Roshar coughed. “Nooo,” he drawled, but Arin didn’t like the humor in his voice. He sat anyway and watched Roshar prepare a plate for him, which wasn’t at all expected of an eastern prince and his guest, but Roshar sometimes liked to play the prince and sometimes didn’t. “Kestrel has raised the issue of Valorian scouts. We can’t expect to be wholly unnoticed, tramping along the main southern road.”

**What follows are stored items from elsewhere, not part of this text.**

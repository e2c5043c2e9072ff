//! Shared test helpers: a scripted provider, recording tools and a failing session.
#![allow(dead_code)]

use std::collections::VecDeque;
use std::sync::atomic::{AtomicUsize, Ordering};
use std::sync::{Arc, Mutex};

use async_trait::async_trait;

use agentry::context::RunContext;
use agentry::error::{AgentryError, Result};
use agentry::provider::{ModelProvider, ModelRequest, ModelResponse, ModelResponseStream};
use agentry::session::{InMemorySession, Session};
use agentry::tools::{AgentTool, Tool, ToolSchema};
use agentry::types::{Message, MessageStatus, ToolPart};

/// One scripted provider turn.
pub enum Step {
    /// A single completed response.
    Reply(Message),
    /// Streamed chunks, in order.
    Chunks(Vec<Message>),
    /// A provider error.
    Fail(String),
    /// A retryable rate-limit error.
    RateLimited,
}

/// A provider that plays back canned steps and records every request.
pub struct ScriptedProvider {
    steps: Mutex<VecDeque<Step>>,
    fallback: Option<Message>,
    calls: AtomicUsize,
    requests: Mutex<Vec<ModelRequest>>,
}

impl ScriptedProvider {
    pub fn new(steps: impl IntoIterator<Item = Step>) -> Arc<Self> {
        Arc::new(Self {
            steps: Mutex::new(steps.into_iter().collect()),
            fallback: None,
            calls: AtomicUsize::new(0),
            requests: Mutex::new(Vec::new()),
        })
    }

    /// Answer every call with `message`.
    pub fn repeating(message: Message) -> Arc<Self> {
        Arc::new(Self {
            steps: Mutex::new(VecDeque::new()),
            fallback: Some(message),
            calls: AtomicUsize::new(0),
            requests: Mutex::new(Vec::new()),
        })
    }

    pub fn calls(&self) -> usize {
        self.calls.load(Ordering::SeqCst)
    }

    pub fn requests(&self) -> Vec<ModelRequest> {
        self.requests.lock().unwrap().clone()
    }

    fn next_step(&self, request: &ModelRequest) -> Result<Step> {
        self.calls.fetch_add(1, Ordering::SeqCst);
        self.requests.lock().unwrap().push(request.clone());
        if let Some(step) = self.steps.lock().unwrap().pop_front() {
            return Ok(step);
        }
        match &self.fallback {
            Some(message) => Ok(Step::Reply(message.clone().with_id(uuid::Uuid::new_v4().to_string()))),
            None => Err(AgentryError::provider("scripted", "script exhausted")),
        }
    }
}

#[async_trait]
impl ModelProvider for ScriptedProvider {
    fn name(&self) -> &str {
        "scripted"
    }

    async fn generate(&self, _ctx: &RunContext, request: &ModelRequest) -> Result<ModelResponse> {
        match self.next_step(request)? {
            Step::Reply(message) => Ok(message.into()),
            Step::Chunks(chunks) => chunks
                .into_iter()
                .last()
                .map(ModelResponse::from)
                .ok_or_else(|| AgentryError::provider("scripted", "empty chunk list")),
            Step::Fail(message) => Err(AgentryError::provider("scripted", message)),
            Step::RateLimited => Err(AgentryError::RateLimited { retry_after_ms: None }),
        }
    }

    async fn new_stream(&self, _ctx: &RunContext, request: &ModelRequest) -> Result<ModelResponseStream> {
        let chunks = match self.next_step(request)? {
            Step::Reply(message) => vec![message],
            Step::Chunks(chunks) => chunks,
            Step::Fail(message) => return Err(AgentryError::provider("scripted", message)),
            Step::RateLimited => return Err(AgentryError::RateLimited { retry_after_ms: None }),
        };
        Ok(Box::pin(futures::stream::iter(
            chunks.into_iter().map(|m| Ok(ModelResponse::from(m))),
        )))
    }
}

/// An incomplete streaming chunk.
pub fn partial(text: &str) -> Message {
    Message::assistant(text).with_status(MessageStatus::Incomplete)
}

/// A model response requesting the given `(call_id, tool_name)` calls.
pub fn tool_request(calls: &[(&str, &str)]) -> Message {
    Message::tool_call(
        calls
            .iter()
            .map(|(id, name)| ToolPart::new(*id, *name, "{}")),
    )
}

/// A tool that returns `output` and counts its calls.
pub fn constant_tool(name: &str, output: &str, calls: Arc<AtomicUsize>) -> Arc<dyn Tool> {
    let output = output.to_string();
    Arc::new(AgentTool::new(name, "returns a constant", ToolSchema::empty(), move |_, _| {
        let output = output.clone();
        let calls = calls.clone();
        async move {
            calls.fetch_add(1, Ordering::SeqCst);
            Ok(serde_json::Value::String(output))
        }
    }))
}

/// A tool that fails with `message` after a short delay.
pub fn failing_tool(name: &str, message: &str) -> Arc<dyn Tool> {
    let tool_name = name.to_string();
    let message = message.to_string();
    Arc::new(AgentTool::new(name, "always fails", ToolSchema::empty(), move |_, _| {
        let tool_name = tool_name.clone();
        let message = message.clone();
        async move {
            tokio::time::sleep(std::time::Duration::from_millis(10)).await;
            Err(AgentryError::tool(tool_name, message))
        }
    }))
}

/// Session whose appends fail once `fail_after` appends succeeded.
pub struct FlakySession {
    inner: InMemorySession,
    fail_after: usize,
    appends: AtomicUsize,
}

impl FlakySession {
    pub fn new(fail_after: usize) -> Arc<Self> {
        Arc::new(Self {
            inner: InMemorySession::with_id("flaky"),
            fail_after,
            appends: AtomicUsize::new(0),
        })
    }
}

#[async_trait]
impl Session for FlakySession {
    fn id(&self) -> &str {
        self.inner.id()
    }

    async fn history(&self) -> Result<Vec<Message>> {
        self.inner.history().await
    }

    async fn append(&self, messages: Vec<Message>) -> Result<()> {
        if self.appends.fetch_add(1, Ordering::SeqCst) >= self.fail_after {
            return Err(AgentryError::Session("disk full".into()));
        }
        self.inner.append(messages).await
    }

    async fn state(&self, key: &str) -> Result<Option<serde_json::Value>> {
        self.inner.state(key).await
    }

    async fn set_state(&self, key: &str, value: serde_json::Value) -> Result<()> {
        self.inner.set_state(key, value).await
    }
}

“There’s been no attack.” Which was what Arin thought would ensue if the Valorians became aware of their movements.

“She wagers that the general has noticed the concentration of our forces at Lerralen. Whether he knows of this contingent is unclear, but he might be refraining from attacking us because he doesn’t want to position forces north of Errilith when his supply lines run south of it. Or maybe he thinks we’ll choose to defend the wrong estate and he can seize his prize unchallenged. Why confront us now and pay the price in blood if we’ll waste our energies elsewhere while he takes what he wants? Of course, Errilith could be the wrong estate.”

“If Kestrel says that’s the one, she’s right.”

“I agree.” Roshar drank his wine.

Arin tried to eat.

“Have you ever bested her at cards? Borderlands? Anything? She murders me,” Roshar complained.